3. Prenuptial agreement. Generally, a "prenup" executed before marriage defines which assets are characterized as the separate property of one spouse or community property of both spouses upon divorce or death. As such, prenuptial agreements are often used to preserve wealth for the children of a first marriage before an individual enters into a second union. It may also include other directives, such as estate tax elections, that would occur if the marriage dissolved. Be sure to investigate state law concerning the validity of your prenup.

4. Durable power of attorney. As the name implies, this document authorizes another person to legally act on your behalf in the event you're incapacitated or otherwise unable to conduct your own affairs. Be aware that the power may be "broad" or "limited" (for example, restricted to selling or managing personal property such as a home). Because some discretion is involved, it's important for an individual heading up a blended family to choose the attorney-in-fact wisely. This document may be coordinated with health care directives and/or a living will.

5. Marital trust. This type of a trust can be customized to meet the needs of blended families. It can provide income for the surviving spouse and preserve the principal for the deceased spouse's designated beneficiaries, who may be the children of prior relationships. If certain tax elections are made, estate tax that is due at the first death can be postponed until the death of the surviving spouse.
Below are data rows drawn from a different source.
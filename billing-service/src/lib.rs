//! Billing for the hospital admission desk
//!
//! Provides:
//! - Patient records with one care type per admission category
//! - The fixed tariff the desk fills care charges from
//! - Base bill calculation per care type
//! - Billing strategies (normal or insurance-discounted) for the final bill

pub mod models;
pub mod tariff;
pub mod calculator;
pub mod strategy;

pub use models::*;
pub use tariff::*;
pub use calculator::*;
pub use strategy::*;
use serde::{Deserialize, Serialize};
use rust_decimal::Decimal;

/// Share of the bill the patient still pays when insurance applies (0.7)
pub const INSURED_PAYABLE_SHARE: Decimal = Decimal::from_parts(7, 0, 0, false, 1);

/// Billing strategy applied to the base bill
#[derive(Debug, Clone, Copy, PartialEq, Eq, Default, Serialize, Deserialize)]
#[serde(rename_all = "lowercase")]
pub enum BillingStrategy {
    #[default]
    Normal,
    Insurance,
}

fn normal_billing(amount: Decimal) -> Decimal {
    amount
}

fn insurance_billing(amount: Decimal) -> Decimal {
    amount * INSURED_PAYABLE_SHARE
}

impl BillingStrategy {
    /// Pick a strategy from the desk's "Apply Insurance?" answer.
    ///
    /// Only the exact answer `yes` applies insurance; anything else,
    /// including `Yes` or an empty line, bills normally.
    pub fn from_insurance_answer(answer: &str) -> Self {
        if answer == "yes" {
            Self::Insurance
        } else {
            Self::Normal
        }
    }

    pub fn is_insurance(self) -> bool {
        matches!(self, Self::Insurance)
    }

    /// Pricing function behind this strategy
    pub fn function(self) -> fn(Decimal) -> Decimal {
        match self {
            Self::Normal => normal_billing,
            Self::Insurance => insurance_billing,
        }
    }
}

/// Final bill from a base amount and the selected strategy
pub fn generate_bill(base_amount: Decimal, strategy: BillingStrategy) -> Decimal {
    (strategy.function())(base_amount)
}

#[cfg(test)]
mod tests {
    use super::*;
    use proptest::prelude::*;

    #[test]
    fn test_insurance_answer() {
        assert_eq!(BillingStrategy::from_insurance_answer("yes"), BillingStrategy::Insurance);
        for answer in ["no", "Yes", "YES", " yes", "y", ""] {
            assert_eq!(BillingStrategy::from_insurance_answer(answer), BillingStrategy::Normal);
        }
    }

    #[test]
    fn test_insurance_discount() {
        let final_bill = generate_bill(Decimal::from(1200), BillingStrategy::Insurance);
        assert_eq!(final_bill, Decimal::from(840));
        assert_eq!(final_bill.normalize().to_string(), "840");
    }

    #[test]
    fn test_normal_is_default() {
        assert_eq!(BillingStrategy::default(), BillingStrategy::Normal);
        assert!(!BillingStrategy::Normal.is_insurance());
    }

    #[test]
    fn test_negative_amount_not_validated() {
        assert_eq!(generate_bill(Decimal::from(-100), BillingStrategy::Insurance), Decimal::from(-70));
    }

    proptest! {
        #[test]
        fn normal_billing_is_identity(mantissa in -1_000_000_000_000i64..1_000_000_000_000, scale in 0u32..6) {
            let amount = Decimal::new(mantissa, scale);
            prop_assert_eq!(generate_bill(amount, BillingStrategy::Normal), amount);
        }

        #[test]
        fn insurance_billing_is_seventy_percent(mantissa in -1_000_000_000_000i64..1_000_000_000_000, scale in 0u32..6) {
            let amount = Decimal::new(mantissa, scale);
            let discounted = generate_bill(amount, BillingStrategy::Insurance);
            prop_assert_eq!(discounted * Decimal::from(10), amount * Decimal::from(7));
        }
    }
}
6. Irrevocable life insurance trust (ILIT). Life insurance is often used to provide needed benefits should the main breadwinner suddenly pass away. However, if you retain any "incidents of ownership" in a life insurance policy, such as the right to change beneficiaries, the proceeds will be included in your taxable estate. This result can be avoided by transferring the policy to an ILIT. The trustee, who may be a professional or family member, will follow the directives spelled out by the ILIT.

These are just six estate planning strategies that could prove helpful for blended families. You might use others, or variations on these themes, for your personal situation. Consult with your estate planning advisor before year end to develop a comprehensive plan.

Update plan and policy beneficiaries
Don’t be cavalier when you fill out the paperwork for qualified retirement plans, traditional and Roth IRAs, and life insurance policies. Absent any proactive changes, your choices are effectively written into stone. Be aware that the designations for beneficiaries generally trump conflicting provisions of your will. Therefore, if you name an ex-spouse as the primary beneficiary, he or she may be entitled to benefits — even if a revised will names a new spouse as the beneficiary of your estate.

Remember to designate both primary and secondary beneficiaries. If the primary beneficiary dies before you do, the benefits will automatically go to the secondary beneficiary. This can avoid potential hassles later on.

Finally, if you’re part of a blended family, review your current beneficiary designations. Depending on your situation, you might reallocate the percentages going to children or grandchildren from a first marriage to accommodate offspring from a second marriage and even decide to include stepchildren and stepgrandchildren as beneficiaries.

If it's broken, fix it!
Trusts that no longer achieve their objective can be repaired

When was the last time you reviewed your estate plan? If you answered, "Not in the past few years," it could be out of date. What with changing life circumstances and new tax laws, not to mention potential mistakes made when the plan was first drafted, the trusts used in your estate plan may be "broken." The good news is that there are tools to fix them.

Why trusts "break"

Changing life circumstances are the primary reason a trust may cease to achieve your estate planning objectives. A trust that worked just fine when it was established may no longer achieve its original goals if your family circumstances change. If you divorce, for example, a trust for the benefit of your spouse may no longer be desirable. If your children grow up to be financially independent, they may prefer that you leave your wealth to their children. Or perhaps you prefer not to share your wealth with a beneficiary who has developed a drug or alcohol problem or has proven to be financially reckless.

Changes in the estate tax laws may also be a cause. Many trusts were created when gift, estate and generation-skipping transfer (GST) tax exemption amounts were relatively low. Today, however, the exemptions have risen to $5.45 million (in 2016), so trusts designed to minimize gift, estate and GST taxes may no longer be necessary. And with transfer taxes out of the picture, the higher income taxes often associated with these trusts - previously overshadowed by transfer tax concerns - become a more important factor.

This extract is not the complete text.